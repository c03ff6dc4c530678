//! Crate-wide scalar type aliases.

/// Edge weight type. Non-negative and finite; infinity represents
/// "no path" and is never stored, only returned from queries.
pub type Weight = f64;
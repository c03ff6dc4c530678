//! Command-line surface: exactly four positional arguments. Any other
//! arity terminates with an error before any work is done, since `clap`
//! enforces this for us by rejecting missing/extra positionals.
use std::path::PathBuf;

use clap::Parser;

/// Runs a contraction-hierarchies experiment: preprocesses `graph_file`
/// both ways and replays `destinations_file` against both, `run_number`
/// times each, writing timings to `output_file`.
#[derive(Parser, Debug)]
#[command(author, version, about, long_about = None)]
pub struct Cli {
    /// Graph file, DIMACS-like or Plain text format.
    pub graph_file: PathBuf,

    /// Destinations file listing the query workload.
    pub destinations_file: PathBuf,

    /// Where to write the measurement CSV.
    pub output_file: PathBuf,

    /// Number of repetitions for each timed phase.
    pub run_number: usize,
}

::::::::

Please show every line of the material that contains the string "type".

//! Crate-wide scalar type aliases.
/// Edge weight type. Non-negative and finite; infinity represents
pub type Weight = f64;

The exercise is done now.